Das Urteil: „Datenschutz ist kein Tatenschutz“
Das Bundesarbeitsgericht entschied, dass die Videoaufnahme auch dann verwertet werden durfte, wenn die Überwachungsmaßnahme „nicht vollständig“ im Einklang mit den Datenschutzgesetzes stand (Urteil des Bundesarbeitsgerichts vom 29.06.2023, Az. 2 AZR 296/22). Ob das vorliegend der Fall war, entschied das Gericht allerdings nicht, sondern stellte fest: Bei einer vorsätzlich begangenen Pflichtverletzung, die von einer grundsätzlich zulässigen offenen Überwachungsmaßnahme erfasst wurde, liegt in der Regel kein Beweisverwertungsverbot vor. Denn dem Arbeitgeber sei es nicht ums Ausspähen gegangen und entsprechend habe er auch keine dauerhafte Totalüberwachung durchgeführt, sondern lediglich – grundsätzlich zulässig – eine Kamera am Werkstor angebracht und diese gut erkennbar gekennzeichnet.

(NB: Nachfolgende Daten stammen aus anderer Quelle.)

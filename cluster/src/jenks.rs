use std::sync::Arc;

use rand::rngs::StdRng;
use rand::{Rng, SeedableRng};
use serde::{Deserialize, Serialize};
use tracing::info;

use crate::config::SearchConfig;
use crate::error::ClusterError;
use crate::registry::{Bounds, SearchRegistry, Step, Token, Watchdog};

/// Natural-breaks clustering of one coefficient column.
#[derive(Debug, Clone, PartialEq, Serialize, Deserialize)]
pub struct Cluster {
    /// Unique centroids in ascending order. Never empty.
    pub centroids: Vec<f32>,

    /// Values assigned to each centroid, parallel to `centroids`.
    pub partitions: Vec<Vec<f32>>,

    /// Goodness of variance fit of the accepted candidate, in `[0, 1]`.
    pub gvf: f64,

    /// Threshold in force when the candidate was accepted.
    pub threshold: f64,

    /// Candidates evaluated before acceptance.
    pub tries: u32,
}

impl Cluster {
    /// Returns the centroid nearest to `value` and its absolute distance.
    ///
    /// Stops at the first exact match; ties go to the lower centroid.
    pub fn nearest(&self, value: f32) -> (f32, f32) {
        let mut best = (self.centroids[0], (self.centroids[0] - value).abs());
        for &c in &self.centroids {
            let d = (c - value).abs();
            if d == 0.0 {
                return (c, 0.0);
            }
            if d < best.1 {
                best = (c, d);
            }
        }
        best
    }

    pub fn len(&self) -> usize {
        self.centroids.len()
    }

    pub fn is_empty(&self) -> bool {
        self.centroids.is_empty()
    }
}

/// Searches for a natural-breaks clustering of `values`.
///
/// The search starts at `min_hint²` clusters (capped by the number of
/// distinct values) and walks down, relaxing its acceptance threshold each
/// time it reaches `min_hint` without a good enough fit. Progress lives in
/// `registry` under `token`; a [`Watchdog`] reports it while the search
/// runs and is cancelled when a candidate is accepted.
pub fn build_cluster(
    values: &[f32],
    min_hint: usize,
    token: Token,
    registry: &Arc<SearchRegistry>,
    cfg: &SearchConfig,
) -> Result<Cluster, ClusterError> {
    if values.is_empty() {
        return Err(ClusterError::Empty);
    }
    if let Some(index) = values.iter().position(|v| !v.is_finite()) {
        return Err(ClusterError::NonFinite { index });
    }
    let cfg = cfg.clone().with_defaults();

    let mut sorted = values.to_vec();
    sorted.sort_by(f32::total_cmp);
    let mut distinct = sorted.clone();
    distinct.dedup();

    let floor = min_hint.max(1);
    let start = (floor * floor).max(2).min(distinct.len()).max(1);
    let bounds = Bounds {
        floor: floor.min(start),
        restart: start.saturating_sub(1).max(1),
    };

    registry.begin(token, cfg.initial_threshold, start)?;
    let mut watchdog = Watchdog::spawn(token, Arc::clone(registry), cfg.watchdog_interval());

    let mut rng = match cfg.seed {
        Some(seed) => StdRng::seed_from_u64(seed ^ token),
        None => StdRng::from_entropy(),
    };
    let gaps = distinct.len().saturating_sub(1);
    let mut k = start;
    let mut offset = 0;

    loop {
        let candidate = evaluate(&sorted, &distinct, k, offset);
        match registry.record(token, candidate.gvf, bounds, &cfg) {
            Step::Accept { threshold } => {
                watchdog.cancel();
                let tries = registry.snapshot(token).map_or(0, |s| s.tries);
                info!(
                    token,
                    tries,
                    clusters = candidate.centroids.len(),
                    gvf = candidate.gvf,
                    threshold,
                    "clustering accepted"
                );
                return Ok(Cluster {
                    centroids: candidate.centroids,
                    partitions: candidate.partitions,
                    gvf: candidate.gvf,
                    threshold,
                    tries,
                });
            }
            Step::Retry { k: next } => k = next,
        }
        if gaps > 0 {
            offset = rng.gen_range(0..gaps);
        }
    }
}

pub(crate) struct Candidate {
    pub centroids: Vec<f32>,
    pub partitions: Vec<Vec<f32>>,
    pub gvf: f64,
}

/// Builds and scores the `k`-cluster candidate.
///
/// `sorted` holds every value in ascending order and `distinct` the same
/// values deduplicated. Breaks are placed at the `k - 1` largest relative
/// gaps of `distinct` at or after `offset`; each run between breaks
/// contributes the midpoint of its extremes as a centroid.
pub(crate) fn evaluate(sorted: &[f32], distinct: &[f32], k: usize, offset: usize) -> Candidate {
    let cuts = breakpoints(distinct, k.saturating_sub(1), offset);

    let mut centroids = Vec::with_capacity(cuts.len() + 1);
    let mut lo = 0;
    for &cut in cuts.iter().chain(std::iter::once(&(distinct.len() - 1))) {
        centroids.push((distinct[lo] + distinct[cut]) / 2.0);
        lo = cut + 1;
    }
    centroids.sort_by(f32::total_cmp);
    centroids.dedup();
    let nonzero: Vec<f32> = centroids.iter().copied().filter(|&c| c != 0.0).collect();
    let centroids = if nonzero.is_empty() { vec![0.0] } else { nonzero };

    let mut partitions = vec![Vec::new(); centroids.len()];
    for &v in sorted {
        partitions[nearest_index(&centroids, v)].push(v);
    }

    let gvf = gvf(sorted, &partitions);
    Candidate {
        centroids,
        partitions,
        gvf,
    }
}

/// Indices `i` of `distinct` after which a break falls, ascending.
///
/// Gaps are measured as the percentage change `100 · (d[i+1] − d[i]) / |d[i]|`;
/// a gap starting at zero counts as 0 and is never picked.
pub(crate) fn breakpoints(distinct: &[f32], count: usize, offset: usize) -> Vec<usize> {
    let mut gaps: Vec<(usize, f64)> = distinct
        .windows(2)
        .enumerate()
        .skip(offset)
        .filter_map(|(i, w)| {
            let base = w[0].abs() as f64;
            if base == 0.0 {
                return None;
            }
            let change = 100.0 * (w[1] as f64 - w[0] as f64) / base;
            (change > 0.0).then_some((i, change))
        })
        .collect();
    // Largest first; earlier gap wins a tie.
    gaps.sort_by(|a, b| b.1.total_cmp(&a.1).then(a.0.cmp(&b.0)));
    let mut cuts: Vec<usize> = gaps.into_iter().take(count).map(|(i, _)| i).collect();
    cuts.sort_unstable();
    cuts
}

fn nearest_index(centroids: &[f32], v: f32) -> usize {
    let mut best = 0;
    let mut best_d = f32::MAX;
    for (i, &c) in centroids.iter().enumerate() {
        let d = (c - v).abs();
        if d < best_d {
            best = i;
            best_d = d;
        }
    }
    best
}

/// Sum of squared deviations from the mean; 0 for an empty slice.
pub(crate) fn squared_deviations(values: &[f32]) -> f64 {
    if values.is_empty() {
        return 0.0;
    }
    let mean = values.iter().map(|&v| v as f64).sum::<f64>() / values.len() as f64;
    values.iter().map(|&v| (v as f64 - mean).powi(2)).sum()
}

/// Goodness of variance fit, `(SDAM − ΣSDCM) / SDAM`, clamped to `[0, 1]`.
///
/// Data without variance fits perfectly.
pub(crate) fn gvf(values: &[f32], partitions: &[Vec<f32>]) -> f64 {
    let sdam = squared_deviations(values);
    if sdam == 0.0 {
        return 1.0;
    }
    let sdcm: f64 = partitions.iter().map(|p| squared_deviations(p)).sum();
    ((sdam - sdcm) / sdam).clamp(0.0, 1.0)
}

#[cfg(test)]
mod tests {
    use super::*;

    fn registry() -> Arc<SearchRegistry> {
        Arc::new(SearchRegistry::new())
    }

    fn seeded() -> SearchConfig {
        SearchConfig {
            seed: Some(42),
            ..Default::default()
        }
    }

    #[test]
    fn bimodal_converges_to_two_clusters() {
        let mut values = vec![1.0f32; 50];
        values.extend(std::iter::repeat(9.0).take(50));
        let reg = registry();

        let cluster = build_cluster(&values, 2, 1, &reg, &seeded()).unwrap();
        assert_eq!(cluster.centroids, vec![1.0, 9.0]);
        assert_eq!(cluster.partitions[0].len(), 50);
        assert_eq!(cluster.partitions[1].len(), 50);
        assert!(cluster.gvf >= 0.8, "gvf {}", cluster.gvf);
        assert_eq!(cluster.tries, 1);
        assert!(reg.snapshot(1).unwrap().accepted);
    }

    #[test]
    fn jittered_bimodal_lands_in_both_modes() {
        let mut values: Vec<f32> = (0..50).map(|i| 1.0 + i as f32 * 0.001).collect();
        values.extend((0..50).map(|i| 10.0 + i as f32 * 0.001));
        let reg = registry();

        let cluster = build_cluster(&values, 2, 2, &reg, &seeded()).unwrap();
        assert!(cluster.gvf >= 0.8, "gvf {}", cluster.gvf);
        assert!(cluster.tries < 50, "took {} tries", cluster.tries);
        assert!(cluster.centroids.iter().any(|&c| c < 2.0), "{:?}", cluster.centroids);
        assert!(cluster.centroids.iter().any(|&c| c > 9.0), "{:?}", cluster.centroids);
        let assigned: usize = cluster.partitions.iter().map(Vec::len).sum();
        assert_eq!(assigned, 100);
    }

    #[test]
    fn all_equal_values_take_one_try() {
        let reg = registry();
        let cluster = build_cluster(&[3.5; 20], 3, 7, &reg, &seeded()).unwrap();
        assert_eq!(cluster.centroids, vec![3.5]);
        assert_eq!(cluster.tries, 1);
        assert_eq!(cluster.gvf, 1.0);
    }

    #[test]
    fn all_zero_values_keep_one_centroid() {
        let reg = registry();
        let cluster = build_cluster(&[0.0; 8], 2, 8, &reg, &seeded()).unwrap();
        assert_eq!(cluster.centroids, vec![0.0]);
        assert_eq!(cluster.partitions[0].len(), 8);
    }

    #[test]
    fn rejects_bad_input() {
        let reg = registry();
        assert!(matches!(
            build_cluster(&[], 2, 1, &reg, &seeded()),
            Err(ClusterError::Empty)
        ));
        assert!(matches!(
            build_cluster(&[1.0, f32::NAN], 2, 1, &reg, &seeded()),
            Err(ClusterError::NonFinite { index: 1 })
        ));
    }

    #[test]
    fn spread_data_terminates() {
        let values: Vec<f32> = (1..=200).map(|i| (i as f32).sqrt()).collect();
        let reg = registry();
        let cluster = build_cluster(&values, 3, 4, &reg, &seeded()).unwrap();
        assert!((0.0..=1.0).contains(&cluster.gvf));
        assert!(!cluster.centroids.is_empty());
        let mut sorted = cluster.centroids.clone();
        sorted.dedup();
        assert_eq!(sorted, cluster.centroids, "centroids must be unique");
    }

    #[test]
    fn breakpoints_pick_largest_relative_gaps() {
        let distinct = [1.0, 1.1, 5.0, 5.2, 20.0];
        assert_eq!(breakpoints(&distinct, 2, 0), vec![1, 3]);
        // Offset skips the first two gaps.
        assert_eq!(breakpoints(&distinct, 1, 2), vec![3]);
        // Gaps starting at zero never count.
        assert!(breakpoints(&[0.0, 4.0], 1, 0).is_empty());
    }

    #[test]
    fn gvf_bounds() {
        let values = [1.0, 1.0, 5.0, 5.0];
        assert_eq!(gvf(&values, &[vec![1.0, 1.0], vec![5.0, 5.0]]), 1.0);
        assert_eq!(gvf(&values, &[values.to_vec()]), 0.0);
        assert_eq!(gvf(&[2.0, 2.0], &[vec![2.0, 2.0]]), 1.0);
    }

    #[test]
    fn nearest_exits_on_exact_match() {
        let cluster = Cluster {
            centroids: vec![-1.0, 2.0, 6.0],
            partitions: vec![Vec::new(); 3],
            gvf: 1.0,
            threshold: 0.8,
            tries: 1,
        };
        assert_eq!(cluster.nearest(2.0), (2.0, 0.0));
        assert_eq!(cluster.nearest(3.0), (2.0, 1.0));
        assert_eq!(cluster.nearest(-5.0), (-1.0, 4.0));
    }
}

Da der Arbeitnehmer sich trotz Kenntnis der Aufzeichnung seines Verhaltens für die Begehung der vorsätzlichen Pflichtverletzung entschieden habe, müsse er die ihm erkennbare Folge hinnehmen, dass diese zur Beweisführung verwendet werde. Das Grundrecht auf informationelle Selbstbestimmung könne nicht zu dem alleinigen Zweck in Anspruch genommen werden, sich der Verantwortung für vorsätzlich rechtswidriges Handeln zu entziehen.
Fazit
Bei der Frage eines Beweisvertungsverbots muss das Gericht die Rechtspositionen von Arbeitgeber und Arbeitnehmer gegeneinander abwägen. Es wäre also durchaus denkbar, dass die Rechtswidrigkeit einer Videoaufzeichnung wegen Verstoßes gegen formale Datenschutzvorgaben zu einem Beweisverwertungsverbot führen würde. Unter dem Motto „Datenschutz ist kein Tatenschutz“ hat das Bundesarbeitsgericht allerdings anders entschieden: Geht es einerseits „nur“ um einen formalen Rechtsverstoß des Arbeitgebers bei der Durchführung einer grundsätzlich zulässigen offenen Videoaufzeichnung und andererseits um eine vorsätzliche schwerwiegende Pflichtverletzung des Arbeitnehmers, bemisst das Gericht den Schutz des Arbeitgebers grundsätzlich höher. Bis zu diesem Urteil hat es für den sich hier streitenden Arbeitgeber allerdings vier Jahre gedauert, so Arbeitgeber grundsätzlich gut beraten sind, die Voraussetzungen rechtmäßiger Videoüberwachung zu schaffen, um solcherlei Streit von vorneherein zu vermeiden. Gescheitert wäre der Arbeitgeber übrigens, das hat das Bundesarbeitsgericht klargemacht, wäre die Videoüberwachung verdeckt oder in schikanöser Weise durchgeführt worden.